First off, let's start with the obvious: without the existence of a magical form of energy, magic blows conservation of both energy and mass right out of the water. Basic combat spells like Manabolt or Powerball aren't a problem (Powerball even increases entropy), but all of your elemental manipulations produce matter or energy, to say nothing of Create Food, shapeshifter form-changing, etc. etc. etc.
Now, prolonged magical activity produces Background Count. Background Count generally reduces the useful magical work that can be done; there's a clear analogy here to a heat engine and the decline in source temperature differential. We then have an easy patch for thermodynamics—magical energy exists and can be converted into other forms of energy, consuming the magical energy in the process.
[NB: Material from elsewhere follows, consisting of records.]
//! Request and response routing
//!
//! This module handles routing of SIP messages to appropriate dialogs.

pub mod request_router;
pub mod response_router;
pub mod dialog_matcher;

// TODO: Re-export main types //! Process-unique dialog identifier.

use std::fmt;
use serde::{Serialize, Deserialize};
use uuid::Uuid;

#[derive(Debug, Clone, Copy, PartialEq, Eq, Hash, Serialize, Deserialize)]
pub struct DialogId(Uuid);

impl DialogId {
    pub fn new() -> Self {
        Self(Uuid::new_v4())
    }
}

impl Default for DialogId {
    fn default() -> Self {
        Self::new()
    }
}

impl fmt::Display for DialogId {
    fn fmt(&self, f: &mut fmt::Formatter<'_>) -> fmt::Result {
        write!(f, "{}", self.0)
    }
}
There are a few holes here, some easily explained and some less so. I'll start with the easy one: where does the mage come into this? Why doesn't magic (usually) spontaneously convert to other forms of energy?
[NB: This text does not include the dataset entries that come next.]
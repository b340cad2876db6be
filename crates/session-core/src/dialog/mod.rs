//! Session-Core Dialog Integration
//!
//! This module provides comprehensive dialog integration for session-core,
//! coordinating between session management and dialog-core SIP operations.
//!
//! Architecture (parallel to media/ module):
//! - `DialogManager`: Main interface for dialog operations (parallel to MediaManager)
//! - `SessionDialogCoordinator`: Automatic dialog lifecycle management (parallel to SessionMediaCoordinator)
//! - `DialogConfigConverter`: SIP ↔ session configuration conversion (parallel to MediaConfigConverter)
//! - `DialogBridge`: Event integration between dialog and session systems (parallel to MediaBridge)
//! - `types`: Dialog type definitions (parallel to MediaEngine/types)
//! - `builder`: Dialog setup and creation (unique to dialog - media doesn't need this)

pub mod manager;
pub mod coordinator;
pub mod config;
pub mod bridge;
pub mod types;
pub mod builder;

// Re-exports for convenience
pub use manager::DialogManager;
pub use coordinator::SessionDialogCoordinator;
pub use config::DialogConfigConverter;
pub use bridge::DialogBridge;
pub use types::*;
pub use builder::DialogBuilder;

/// Dialog integration result type
pub type DialogResult<T> = Result<T, DialogError>;

/// Dialog integration errors (parallel to MediaError)
#[derive(Debug, thiserror::Error)]
pub enum DialogError {
    #[error("Dialog session not found: {session_id}")]
    SessionNotFound { session_id: String },
    
    #[error("Dialog configuration error: {message}")]
    Configuration { message: String },
    
    #[error("SIP processing error: {message}")]
    SipProcessing { message: String },
    
    #[error("Dialog creation failed: {reason}")]
    DialogCreation { reason: String },
    
    #[error("Dialog-core error: {source}")]
    DialogCore { 
        #[from]
        source: Box<dyn std::error::Error + Send + Sync> 
    },
    
    #[error("Session coordination error: {message}")]
    Coordination { message: String },
}

impl From<DialogError> for crate::errors::SessionError {
    fn from(err: DialogError) -> Self {
        crate::errors::SessionError::DialogIntegration { 
            message: err.to_string() 
        }
    }
}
The easy resolution is to interpret the mage as a conduit or catalyst. This serves to explain why Drain is so unpredictable; the mage isn't (in this interpretation) so much actively forming and manipulating the magical energy (I'll call it "mana" from here on) as directing it and letting it flow through them. In this case, then, drain represents the consequences of failure to let mana flow through; it instead remains with the mage and causes injury (maybe this is mechanic for the combat spells? But that's neither here nor there.). This is close to canon descriptions, though they imply a bit more of an active role for the mage.
Trickier is the fact that this implies that Background Count is caused by depletion of mana. Background Count is Horror-Taint in Earthdawn, but the Horrors require a certain magic level to exist here, and they certainly don't seem too bothered by astral corruption. Perhaps then the primary effect is not expenditure of mana but increase in mana entropy; some mana must be converted to other forms of energy, but that need not be the primary effect (again, see heat engines).
Hardest to resolve is why matter is so easy to create using Mana. Create Food can, in the hands of a competent starting PC mage, reliably create enough matter to feed five or six adults with only +1(S) drain and no particularly unusual creation of Background Count. The spirit Wealth power does likewise. Mana's "exchange rate" with matter must be proportional to that of other energy, otherwise you get infinite energy by a three-way cycle. There's really nothing I can see to address this that isn't patched out of whole cloth, and in a way that adds nothing to the world.
Other things to consider: in this formula, Cleansing ought to take energy (it reduces magical entropy), as should Filtering which would be interpreted as localized Cleansing (you Cleanse the mana you're using right now rather than the whole area—presumably a win because whatever energy you use can't be converted into what you want the way mana can). On the other hand, Cleansing has severe Drain—I'm not sure where the energy comes from if the mage resists it all, but it's high enough that it's only moderately unreasonable for the mage to be the source of the energy.
Aspected Background Count is also tricky, and I don't have a solution that isn't epicycles.
Anyway, that's all I can think of at the moment.